DATA LISTING:
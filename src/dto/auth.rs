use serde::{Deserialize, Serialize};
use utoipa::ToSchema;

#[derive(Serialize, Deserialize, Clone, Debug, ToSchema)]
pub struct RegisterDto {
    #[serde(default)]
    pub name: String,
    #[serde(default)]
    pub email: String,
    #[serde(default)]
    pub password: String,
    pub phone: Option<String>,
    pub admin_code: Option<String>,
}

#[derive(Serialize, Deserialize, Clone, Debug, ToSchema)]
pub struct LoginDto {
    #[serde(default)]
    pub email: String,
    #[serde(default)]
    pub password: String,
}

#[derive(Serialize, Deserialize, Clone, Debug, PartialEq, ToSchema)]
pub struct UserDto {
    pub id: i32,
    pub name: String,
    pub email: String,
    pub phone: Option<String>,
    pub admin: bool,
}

---

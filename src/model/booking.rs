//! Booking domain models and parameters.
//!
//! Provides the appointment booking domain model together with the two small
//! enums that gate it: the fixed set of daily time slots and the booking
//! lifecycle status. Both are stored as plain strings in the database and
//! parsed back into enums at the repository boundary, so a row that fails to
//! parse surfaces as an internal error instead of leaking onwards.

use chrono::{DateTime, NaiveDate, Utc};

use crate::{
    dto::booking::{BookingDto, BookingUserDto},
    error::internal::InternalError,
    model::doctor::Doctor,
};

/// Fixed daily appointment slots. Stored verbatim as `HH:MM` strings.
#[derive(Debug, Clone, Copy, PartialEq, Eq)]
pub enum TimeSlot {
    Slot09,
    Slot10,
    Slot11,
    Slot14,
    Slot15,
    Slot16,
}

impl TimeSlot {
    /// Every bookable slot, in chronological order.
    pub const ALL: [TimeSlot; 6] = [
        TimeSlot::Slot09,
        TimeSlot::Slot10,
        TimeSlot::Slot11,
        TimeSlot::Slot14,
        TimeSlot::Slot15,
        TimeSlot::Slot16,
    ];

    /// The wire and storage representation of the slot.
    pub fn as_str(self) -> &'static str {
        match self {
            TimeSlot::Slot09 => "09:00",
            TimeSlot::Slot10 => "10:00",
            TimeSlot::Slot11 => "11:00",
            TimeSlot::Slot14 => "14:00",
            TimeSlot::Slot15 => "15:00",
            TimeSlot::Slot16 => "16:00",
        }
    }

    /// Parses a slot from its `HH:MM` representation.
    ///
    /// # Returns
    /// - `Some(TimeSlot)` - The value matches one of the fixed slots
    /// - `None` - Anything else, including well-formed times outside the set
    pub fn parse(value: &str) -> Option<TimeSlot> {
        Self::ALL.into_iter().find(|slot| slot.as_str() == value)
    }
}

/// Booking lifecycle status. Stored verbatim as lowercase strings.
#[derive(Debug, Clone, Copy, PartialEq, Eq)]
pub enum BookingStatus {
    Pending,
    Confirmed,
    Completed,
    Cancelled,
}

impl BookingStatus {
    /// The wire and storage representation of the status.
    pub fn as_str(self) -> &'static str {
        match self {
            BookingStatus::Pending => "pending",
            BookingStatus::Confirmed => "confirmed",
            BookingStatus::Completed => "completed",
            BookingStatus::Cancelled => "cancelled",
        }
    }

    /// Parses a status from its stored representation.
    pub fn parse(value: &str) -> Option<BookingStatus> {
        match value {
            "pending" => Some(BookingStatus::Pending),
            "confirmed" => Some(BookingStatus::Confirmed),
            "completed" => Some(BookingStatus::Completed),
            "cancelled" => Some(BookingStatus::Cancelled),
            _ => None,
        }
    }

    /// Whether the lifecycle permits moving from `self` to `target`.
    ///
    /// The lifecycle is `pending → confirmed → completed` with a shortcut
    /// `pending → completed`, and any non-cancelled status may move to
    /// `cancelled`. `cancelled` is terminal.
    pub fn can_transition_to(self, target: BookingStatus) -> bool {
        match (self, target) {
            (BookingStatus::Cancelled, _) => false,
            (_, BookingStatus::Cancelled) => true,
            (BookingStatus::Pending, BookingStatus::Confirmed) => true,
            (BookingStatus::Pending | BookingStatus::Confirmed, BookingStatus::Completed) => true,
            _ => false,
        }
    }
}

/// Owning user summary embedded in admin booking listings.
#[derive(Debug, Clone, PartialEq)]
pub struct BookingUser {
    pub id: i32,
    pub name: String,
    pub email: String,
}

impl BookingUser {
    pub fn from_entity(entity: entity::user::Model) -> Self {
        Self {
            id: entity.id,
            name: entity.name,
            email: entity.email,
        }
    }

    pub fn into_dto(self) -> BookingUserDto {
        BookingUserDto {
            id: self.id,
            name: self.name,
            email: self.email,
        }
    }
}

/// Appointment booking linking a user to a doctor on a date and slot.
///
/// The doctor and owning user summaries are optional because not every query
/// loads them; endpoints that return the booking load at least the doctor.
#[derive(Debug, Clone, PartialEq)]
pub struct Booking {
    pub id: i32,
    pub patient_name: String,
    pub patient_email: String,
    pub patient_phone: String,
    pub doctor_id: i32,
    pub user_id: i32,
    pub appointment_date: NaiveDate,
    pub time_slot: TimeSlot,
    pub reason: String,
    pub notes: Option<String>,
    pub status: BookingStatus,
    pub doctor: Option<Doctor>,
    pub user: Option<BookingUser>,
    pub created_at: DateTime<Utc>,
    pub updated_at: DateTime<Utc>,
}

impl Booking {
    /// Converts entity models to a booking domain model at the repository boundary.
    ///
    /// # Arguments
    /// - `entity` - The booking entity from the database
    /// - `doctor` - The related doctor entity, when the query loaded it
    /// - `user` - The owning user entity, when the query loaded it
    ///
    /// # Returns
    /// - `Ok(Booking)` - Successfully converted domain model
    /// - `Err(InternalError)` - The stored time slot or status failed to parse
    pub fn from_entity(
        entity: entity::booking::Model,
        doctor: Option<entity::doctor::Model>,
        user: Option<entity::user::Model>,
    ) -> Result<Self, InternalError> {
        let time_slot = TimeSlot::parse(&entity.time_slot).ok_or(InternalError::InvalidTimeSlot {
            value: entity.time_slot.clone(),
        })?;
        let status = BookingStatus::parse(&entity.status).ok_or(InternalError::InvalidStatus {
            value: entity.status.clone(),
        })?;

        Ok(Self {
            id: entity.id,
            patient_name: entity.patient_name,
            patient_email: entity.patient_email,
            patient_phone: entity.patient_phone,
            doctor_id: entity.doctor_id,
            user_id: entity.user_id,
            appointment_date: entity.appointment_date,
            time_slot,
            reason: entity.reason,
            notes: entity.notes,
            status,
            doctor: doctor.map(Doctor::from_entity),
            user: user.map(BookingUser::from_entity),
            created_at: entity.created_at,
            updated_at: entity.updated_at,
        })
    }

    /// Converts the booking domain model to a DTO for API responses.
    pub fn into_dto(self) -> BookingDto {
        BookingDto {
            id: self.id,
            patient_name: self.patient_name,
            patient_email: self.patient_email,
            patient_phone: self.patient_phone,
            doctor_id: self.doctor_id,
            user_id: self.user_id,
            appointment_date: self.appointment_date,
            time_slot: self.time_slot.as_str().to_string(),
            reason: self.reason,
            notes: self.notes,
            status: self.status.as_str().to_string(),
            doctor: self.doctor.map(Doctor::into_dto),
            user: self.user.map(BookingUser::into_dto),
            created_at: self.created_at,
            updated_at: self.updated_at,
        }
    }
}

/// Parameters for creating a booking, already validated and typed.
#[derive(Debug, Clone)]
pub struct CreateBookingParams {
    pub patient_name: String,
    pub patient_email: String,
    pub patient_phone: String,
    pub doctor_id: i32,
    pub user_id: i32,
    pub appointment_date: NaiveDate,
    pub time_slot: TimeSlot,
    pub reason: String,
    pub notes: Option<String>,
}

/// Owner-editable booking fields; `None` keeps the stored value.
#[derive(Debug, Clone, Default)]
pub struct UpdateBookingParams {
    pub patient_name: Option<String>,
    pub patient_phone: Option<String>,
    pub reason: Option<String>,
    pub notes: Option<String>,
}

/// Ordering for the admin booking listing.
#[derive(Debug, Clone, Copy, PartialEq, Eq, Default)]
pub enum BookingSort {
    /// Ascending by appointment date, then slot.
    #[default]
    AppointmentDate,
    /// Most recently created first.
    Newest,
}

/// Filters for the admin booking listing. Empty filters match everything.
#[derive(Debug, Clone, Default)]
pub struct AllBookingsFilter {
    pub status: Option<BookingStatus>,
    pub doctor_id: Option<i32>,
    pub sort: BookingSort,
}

ACTIVITY:
The required answer is each line of the data in which the word "true" appears.

EXERCISE SOLUTION:
            (_, BookingStatus::Cancelled) => true,
            (BookingStatus::Pending, BookingStatus::Confirmed) => true,
            (BookingStatus::Pending | BookingStatus::Confirmed, BookingStatus::Completed) => true,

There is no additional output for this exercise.